In late December, we surveyed Stanford faculty in the Schools of Humanities & Sciences, Engineering, Education, and Earth Sciences about the “many kinds of resources that might be important to your research”. We still have loads of work to do on analyzing the data, but I wanted to go ahead and start sharing some results. The first set of questions asked faculty “How important are the following types of scholarly materials for your research?”, followed by a list of the usual suspects in terms of types of resources. Response choices were: Very Important, Important, Somewhat Important, Not Important.

For me, the big take-away from the details below is that large majorities of faculty across all disciplines rate Print Books, Electronic Books, and Ejournals as Important or Very Important. The fact that both print and electronic books are important to all faculty is more evidence to me that the easy stereotypes that scientists don’t need print and humanists resist digital are just wrong.

  • 90% of faculty say Print Books are Important or Very Important to their research. Faculty in the Humanities and Arts are most enamored of Print Books, with 96% rating them as Important or Very Important. Large majorities of Social Scientists (90%) and Science & Engineering (79%) faculty also rate Print Books as Important or Very Important.
  • E-Books are also Important or Very Important to a majority of faculty in all disciplines: 75% in Humanities & Arts, 65% in Social Sciences, 68% in Science & Engineering. Note that Humanities and Arts faculty are the most likely to embrace E-books (so much for the stereotype of the luddite humanists). Note also that most faculty rate both print and E-books as Important or Very Important — we are clearly still in a hybrid world with respect to scholarly books.
  • Journals are another story. Everyone (over 94% across all disciplines) says E-Journals are Important or Very Important; but Print Journals are Important or Very Important primarly to those in Humanities and the Arts (76%). Only 36% of Science and Engineering faculty, and only 28% of Social Sciences faculty rate Print Journals as Important or Very Important.
  • Textual Data are important to a good chunk of Humanities (44%) and Social Science (38%) faculty, but much less so to Science & Engineering folks (9%). Maps and Geospatial data are important to 25% of faculty overall, with slightly more interest from Social Scientists than from Humanists or Science & Engineering folks.
  • For all the other kinds of resources we asked about, the differences between disciplines are big and just what you would expect. Numeric data is important to more Social Science (62%) and Science & Engineering faculty (55%) than Humanities faculty (19%). Archival materials, non-English language materials, reference works, images, film, video and audio are all important to much larger percentages of Humanists than to Social Scientists and Science & Engineering faculty.
  • Response rates: Our overall response rate was a rather poor 17%, with Humanities & Arts faculty twice as likely (N=68, 29%) as Social Sciences (N=32, 15%) or Science & Engineering faculty (N=57, 13%) to respond.

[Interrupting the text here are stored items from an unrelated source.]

//! Caller identity, as asserted by the upstream identity gateway.
//!
//! The gateway authenticates the user and forwards `x-user-id`,
//! `x-user-email` and `x-user-role`. A request without a usable uid is
//! rejected before any handler runs.

use axum::{async_trait, extract::FromRequestParts, http::request::Parts};

use crate::errors::AppError;

pub const USER_ID_HEADER: &str = "x-user-id";
pub const USER_EMAIL_HEADER: &str = "x-user-email";
pub const USER_ROLE_HEADER: &str = "x-user-role";

const MAX_UID_LEN: usize = 128;

#[derive(Debug, Clone, Copy, PartialEq, Eq)]
pub enum Role {
    Student,
    Tpo,
}

#[derive(Debug, Clone, PartialEq, Eq)]
pub struct Identity {
    pub uid: String,
    pub email: Option<String>,
    pub role: Role,
}

impl Identity {
    #[cfg(test)]
    pub fn student(uid: &str, email: Option<&str>) -> Self {
        Self {
            uid: uid.to_string(),
            email: email.map(String::from),
            role: Role::Student,
        }
    }

    pub fn require_tpo(&self) -> Result<(), AppError> {
        match self.role {
            Role::Tpo => Ok(()),
            Role::Student => Err(AppError::Forbidden),
        }
    }

    pub fn require_student(&self) -> Result<(), AppError> {
        match self.role {
            Role::Student => Ok(()),
            Role::Tpo => Err(AppError::Forbidden),
        }
    }
}

/// Uids end up in storage paths and lock keys, so only a conservative
/// character set is accepted.
fn valid_uid(uid: &str) -> bool {
    !uid.is_empty()
        && uid.len() <= MAX_UID_LEN
        && uid
            .chars()
            .all(|c| c.is_ascii_alphanumeric() || c == '-' || c == '_')
}

fn header<'a>(parts: &'a Parts, name: &str) -> Option<&'a str> {
    parts
        .headers
        .get(name)
        .and_then(|v| v.to_str().ok())
        .map(str::trim)
        .filter(|v| !v.is_empty())
}

#[async_trait]
impl<S> FromRequestParts<S> for Identity
where
    S: Send + Sync,
{
    type Rejection = AppError;

    async fn from_request_parts(parts: &mut Parts, _state: &S) -> Result<Self, Self::Rejection> {
        let uid = header(parts, USER_ID_HEADER)
            .filter(|uid| valid_uid(uid))
            .ok_or(AppError::Unauthorized)?;

        let role = match header(parts, USER_ROLE_HEADER) {
            None => Role::Student,
            Some(r) if r.eq_ignore_ascii_case("student") => Role::Student,
            Some(r) if r.eq_ignore_ascii_case("tpo") => Role::Tpo,
            Some(_) => return Err(AppError::Unauthorized),
        };

        Ok(Identity {
            uid: uid.to_string(),
            email: header(parts, USER_EMAIL_HEADER).map(String::from),
            role,
        })
    }
}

We also asked some great open-ended questions about how faculty accessed resources and what would improve that access. We asked similar questions about a bunch of tools (e.g. the library website, SearchWorks, bibliographic management software), and expertise (e.g. subject librarians, data specialists). I’ll blog about some of the findings from these other questions later, so stay tuned.

(A less editorial version of this appears on our Stanford Libraries Blog, which we will use to officially communicate results to the Stanford community.)